One selection that Chiarella is most proud of is X-Men figures in their original packaging that have been placed in an X-Men shaped frame on one of the walls.
“People come in and get a stunned look when they see a toy they had. They think about what they were doing 30, 40, 50 years ago, and who they were with at the time,” said Chiarella. “It’s an emotional thing for them.”
The Brooklyn, N.Y., native, who now lives with his wife in Montville, has been collecting toys for 35 years, beginning with GI Joe figures as a child.
“I love toys, but I’m really doing this to bring a little joy to people in this crazy world that we live in,” he said.
Chiarella’s toy business goes far beyond running his new store in the Velvet Mill.
His main effort is buying, selling and trading toys on eBay as well as handling sales for clients who have collections of toys they want to sell. He also attends the major toy shows held each year.
A longtime stand-up comedian, he also has another business called Back in Time Traveling Toy Show with which he takes vintage toys to birthdays, dinner parties and other gatherings, talks about their history and lets people play with them.
“It’s difficult sometimes when people ask me, ‘What do you do?’ “ he said.
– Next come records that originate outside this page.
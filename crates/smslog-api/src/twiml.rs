//! TwiML replies for the SMS webhook.

use axum::http::header::CONTENT_TYPE;
use axum::response::{IntoResponse, Response};

const XML_DECL: &str = r#"<?xml version="1.0" encoding="UTF-8"?>"#;

/// A messaging response: either one reply message or nothing.
#[derive(Debug, Clone, PartialEq, Eq)]
pub struct Twiml(Option<String>);

impl Twiml {
    pub fn message(text: impl Into<String>) -> Self {
        Self(Some(text.into()))
    }

    /// Acknowledge without sending a reply.
    pub fn empty() -> Self {
        Self(None)
    }

    pub fn render(&self) -> String {
        match &self.0 {
            Some(text) => format!(
                "{XML_DECL}<Response><Message>{}</Message></Response>",
                escape(text)
            ),
            None => format!("{XML_DECL}<Response/>"),
        }
    }
}

impl IntoResponse for Twiml {
    fn into_response(self) -> Response {
        ([(CONTENT_TYPE, "application/xml")], self.render()).into_response()
    }
}

fn escape(text: &str) -> String {
    let mut out = String::with_capacity(text.len());
    for c in text.chars() {
        match c {
            '&' => out.push_str("&amp;"),
            '<' => out.push_str("&lt;"),
            '>' => out.push_str("&gt;"),
            '"' => out.push_str("&quot;"),
            '\'' => out.push_str("&apos;"),
            c => out.push(c),
        }
    }
    out
}

#[cfg(test)]
mod tests {
    use super::*;

    #[test]
    fn renders_message() {
        assert_eq!(
            Twiml::message("Message received :^)").render(),
            r#"<?xml version="1.0" encoding="UTF-8"?><Response><Message>Message received :^)</Message></Response>"#
        );
    }

    #[test]
    fn escapes_markup() {
        let rendered = Twiml::message(r#"<b>"Tom" & 'Jerry'</b>"#).render();
        assert!(rendered.contains(
            "<Message>&lt;b&gt;&quot;Tom&quot; &amp; &apos;Jerry&apos;&lt;/b&gt;</Message>"
        ));
    }

    #[test]
    fn empty_response() {
        assert!(Twiml::empty().render().ends_with("<Response/>"));
    }
}
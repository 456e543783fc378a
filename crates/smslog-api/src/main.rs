//! # smslog-api: Binary Entry Point
//!
//! Starts the SMS webhook server backed by the GitHub log store.
//! Binds to configurable port (default 8080).

use smslog_api::state::{AppConfig, AppState};
use smslog_store::GitHubConfig;
use tracing_subscriber::EnvFilter;

#[tokio::main]
async fn main() -> Result<(), Box<dyn std::error::Error>> {
    init_tracing();

    let config = AppConfig::from_env();
    let github = GitHubConfig::from_env().map_err(|e| {
        tracing::error!("GitHub store configuration invalid: {e}");
        e
    })?;
    tracing::info!(
        repository = %github.repository,
        branch = %github.branch,
        log_dir = %github.log_dir,
        key_style = %github.key_style,
        sender_filter = config.allowed_sender.is_some(),
        "log store configured"
    );

    let log = smslog_store::connect(&github)?;
    let port = config.port;
    let app = smslog_api::app(AppState::new(log, config)?);

    let addr = std::net::SocketAddr::from(([0, 0, 0, 0], port));
    tracing::info!("smslog API listening on {}", addr);

    let listener = tokio::net::TcpListener::bind(addr).await?;
    axum::serve(listener, app)
        .with_graceful_shutdown(shutdown_signal())
        .await?;

    tracing::info!("server stopped");
    Ok(())
}

/// Structured tracing; `LOG_FORMAT=json` switches to JSON lines.
fn init_tracing() {
    let filter = EnvFilter::try_from_default_env().unwrap_or_else(|_| EnvFilter::new("info"));
    let json = std::env::var("LOG_FORMAT").is_ok_and(|v| v.eq_ignore_ascii_case("json"));
    if json {
        tracing_subscriber::fmt().with_env_filter(filter).json().init();
    } else {
        tracing_subscriber::fmt().with_env_filter(filter).init();
    }
}

async fn shutdown_signal() {
    if let Err(e) = tokio::signal::ctrl_c().await {
        tracing::error!("failed to listen for shutdown signal: {e}");
        std::future::pending::<()>().await;
    }
    tracing::info!("shutdown signal received");
}
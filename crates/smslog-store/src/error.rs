//! Store error types.

use smslog_core::CodecError;

use crate::blob::BlobPath;

/// Failure talking to the remote blob store.
///
/// "Not found" and "version conflict" are not errors at this level; they
/// are reported through [`FetchOutcome`](crate::FetchOutcome) and
/// [`CommitOutcome`](crate::CommitOutcome).
#[derive(Debug, thiserror::Error)]
pub enum StoreError {
    /// HTTP transport error (connect, timeout, TLS).
    #[error("HTTP error calling {endpoint}: {source}")]
    Http {
        endpoint: String,
        source: reqwest::Error,
    },
    /// The store answered with an unexpected status (auth, rate limit, 5xx, ...).
    #[error("{endpoint} returned {status}: {body}")]
    Api {
        endpoint: String,
        status: u16,
        body: String,
    },
    /// Response body could not be deserialized.
    #[error("failed to deserialize response from {endpoint}: {source}")]
    Deserialization {
        endpoint: String,
        source: reqwest::Error,
    },
    /// Response was well-formed JSON but its payload is unusable.
    #[error("invalid response from {endpoint}: {reason}")]
    InvalidResponse { endpoint: String, reason: String },
    /// The store returned content in an encoding this client cannot read.
    #[error("{endpoint} returned content with unsupported encoding {encoding:?}")]
    UnsupportedEncoding { endpoint: String, encoding: String },
    /// Configuration error.
    #[error("configuration error: {0}")]
    Config(#[from] crate::config::ConfigError),
}

impl StoreError {
    /// HTTP status, when the store answered at all.
    pub fn status(&self) -> Option<u16> {
        match self {
            Self::Api { status, .. } => Some(*status),
            Self::Http { source, .. } | Self::Deserialization { source, .. } => {
                source.status().map(|s| s.as_u16())
            }
            _ => None,
        }
    }
}

/// Failure of a [`VersionedLogStore`](crate::VersionedLogStore) operation.
///
/// Any of these means the remote log was left exactly as it was.
#[derive(Debug, thiserror::Error)]
pub enum LogStoreError {
    /// Another writer committed between our read and our write.
    #[error("commit to {path} rejected: log changed since it was read")]
    Conflict { path: BlobPath },
    /// Reading or writing the remote blob failed.
    #[error("store request for {path} failed: {source}")]
    Store {
        path: BlobPath,
        #[source]
        source: StoreError,
    },
    /// Existing content is present but is not a valid log.
    #[error("existing content at {path} is not a valid log: {source}")]
    MalformedContent {
        path: BlobPath,
        #[source]
        source: CodecError,
    },
    /// Updated content could not be encoded.
    #[error("failed to encode log content: {0}")]
    Encode(#[source] CodecError),
}

impl LogStoreError {
    pub fn is_conflict(&self) -> bool {
        matches!(self, Self::Conflict { .. })
    }

    /// Short machine-readable category, used for logs and metrics labels.
    pub fn kind(&self) -> &'static str {
        match self {
            Self::Conflict { .. } => "conflict",
            Self::Store { .. } => "transport",
            Self::MalformedContent { .. } => "malformed",
            Self::Encode(_) => "encode",
        }
    }
}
Chiarella and his wife moved to the area 14 years ago to invest in multifamily homes and other real estate.
“I thought I’d become Donald Trump and take over the world,” he quipped.
While his wife remains a real estate appraiser, he focused on the toys he started collecting as a kid, first GI Joes and then Star Wars.
“This is a piece of my childhood," he said. So Chiarella understands when he talks to someone interested in selling their toy collection.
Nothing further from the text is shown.